Urogen Pharma Stock Earnings Reports

Key points for investors:

- ZUSDURI launch: Initial uptake slower than management expected due to operational and reimbursement logistics, including use of a temporary miscellaneous J-code. Q3 ZUSDURI sales were $1.8M; management reports a preliminary October demand revenue estimate of $4.5M (more than double the prior 3 months). Patient enrollment forms (PEFs) are growing and are currently on pace with JELMYTO after four months on market, but there is a 45–60 day average lag from PEF to dosing driven by prior authorizations, site activation and hospital formulary approvals. The company expects meaningful acceleration once the permanent product-specific J-code becomes effective January 1, 2026 and expects conversion times to narrow over 2026 toward JELMYTO-like timelines.

- Market opportunity and commercial execution: Management reiterates ZUSDURI addresses an estimated $5B annual market and targets >$1B peak revenue long-term. Commercial infrastructure is in place (82 reps for ZUSDURI + JELMYTO; ~130 customer-facing staff; ~600 activated sites). Early usage skews hospital-outpatient (~60–65%) vs community (~35–40%), with community adoption expected to increase after the permanent J-code.

- JELMYTO performance: Q3 JELMYTO net product revenue $25.7M (13% underlying growth YoY excluding CREATES sales). Management says JELMYTO adoption remains steady and the expanded sales force should drive additional growth.

- Pipeline progress: UGN-103 (next-generation mitomycin, low-grade intermediate-risk NMIBC): Phase III UTOPIA enrollment complete; 3-month complete response ~77.8% consistent with ENVISION; FDA agreed UTOPIA can support an NDA; planned NDA submission in H2 2026 with potential approval in 2027. UGN-104 (mitomycin UTUC) Phase III initiated. UGN-301 (local anti-CTLA-4) discontinued due to profile not warranting Phase II, but validated RTGel delivery of immunotherapies. UGN-501 (oncolytic virus) IND-enabling activities ongoing; Phase I planned in 2026 for recurrent NMIBC.

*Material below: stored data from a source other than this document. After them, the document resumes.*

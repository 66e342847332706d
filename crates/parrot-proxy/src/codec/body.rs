//! Body encoding and decoding with `Content-Type` negotiation.
//!
//! Encoding picks the byte charset from the body (explicit charset, then its
//! content type) before looking at an explicit `Content-Type` header, and
//! never overwrites a header the message already carries. Decoding trusts the
//! header: binary media types stay raw, everything else becomes a STRING body
//! decoded with the declared (or default) charset.

use super::charset::DEFAULT_CHARSET;
use super::media_type::MediaType;
use crate::model::key_values::{self, Header};
use crate::model::{Body, BodyContent};
use bytes::Bytes;
use tracing::debug;

pub const CONTENT_TYPE: &str = "content-type";

/// Bytes for a body plus the `Content-Type` to add, if any.
#[derive(Debug, Clone, PartialEq, Eq)]
pub struct EncodedBody {
    pub bytes: Bytes,
    /// `None` when no header should be added (no body, no inferable type,
    /// or an explicit header is already present).
    pub content_type: Option<String>,
}

/// Encode `body` for a message that may already carry `explicit_content_type`.
pub fn encode_body(body: Option<&Body>, explicit_content_type: Option<&str>) -> EncodedBody {
    let Some(body) = body else {
        return EncodedBody {
            bytes: Bytes::new(),
            content_type: None,
        };
    };

    let header_charset = explicit_content_type.and_then(|value| {
        let charset = MediaType::parse(value).and_then(|media_type| media_type.charset());
        if charset.is_none() {
            debug!("No supported charset in Content-Type '{}', using default", value);
        }
        charset
    });
    let charset = body.charset(header_charset.unwrap_or(DEFAULT_CHARSET));

    let bytes = match body.content() {
        BodyContent::Binary(bytes) => bytes.clone(),
        _ => Bytes::from(charset.encode(&body.text().unwrap_or_default())),
    };

    let content_type = if explicit_content_type.is_some() {
        None
    } else {
        body.effective_content_type()
    };

    EncodedBody {
        bytes,
        content_type,
    }
}

/// Encode a message body, adding a `Content-Type` header to `headers` when
/// one is inferred and none is present.
pub fn write_body(body: Option<&Body>, headers: &mut Vec<Header>) -> Bytes {
    let explicit = key_values::first_value(headers, CONTENT_TYPE, true);
    let encoded = encode_body(body, explicit);
    if let Some(content_type) = encoded.content_type {
        key_values::add_value(headers, "Content-Type", &content_type, true);
    }
    encoded.bytes
}

/// Decode raw bytes using the message's `Content-Type` header.
///
/// Empty payloads decode to no body at all.
pub fn decode_body(bytes: &[u8], content_type: Option<&str>) -> Option<Body> {
    if bytes.is_empty() {
        return None;
    }

    let media_type = content_type.and_then(MediaType::parse);
    if media_type.as_ref().is_some_and(MediaType::is_binary) {
        return Some(Body::binary(Bytes::copy_from_slice(bytes)));
    }

    let charset = match &media_type {
        Some(media_type) => match (media_type.charset_label(), media_type.charset()) {
            (_, Some(charset)) => charset,
            (Some(label), None) => {
                debug!("Unsupported charset '{}', decoding as {}", label, DEFAULT_CHARSET);
                DEFAULT_CHARSET
            }
            (None, None) => DEFAULT_CHARSET,
        },
        None => DEFAULT_CHARSET,
    };

    let charset = charset.for_payload(bytes);
    let value = charset.decode(bytes);
    Some(if charset == DEFAULT_CHARSET {
        Body::string(value)
    } else {
        Body::string_with_charset(value, charset)
    })
}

- Financials and guidance: Total revenue Q3 2025 $27.5M (JELMYTO $25.7M; ZUSDURI $1.8M). Net loss Q3 $33.3M ($0.69/share). Cash, cash equivalents and marketable securities $127.4M as of 9/30/25. Guidance provided for JELMYTO 2025 net product revenues of $94M–$98M (implies ~8–12% growth YoY on demand basis). Full-year 2025 operating expenses unchanged at $215M–$225M (including $11M–$14M stock comp). Management believes current cash position is sufficient to fund core priorities and the company remains disciplined on capital needs.

- Key operational expectations: Management expects the J-code change to simplify reimbursement (electronic claims) and shorten remittance times, reduce administrative burden, and unlock community practice adoption—leading to accelerating conversion of PEFs to dosed patients across 2026. Management does not expect instantaneous change on Jan 1, 2026 but steady improvement through the first half of 2026.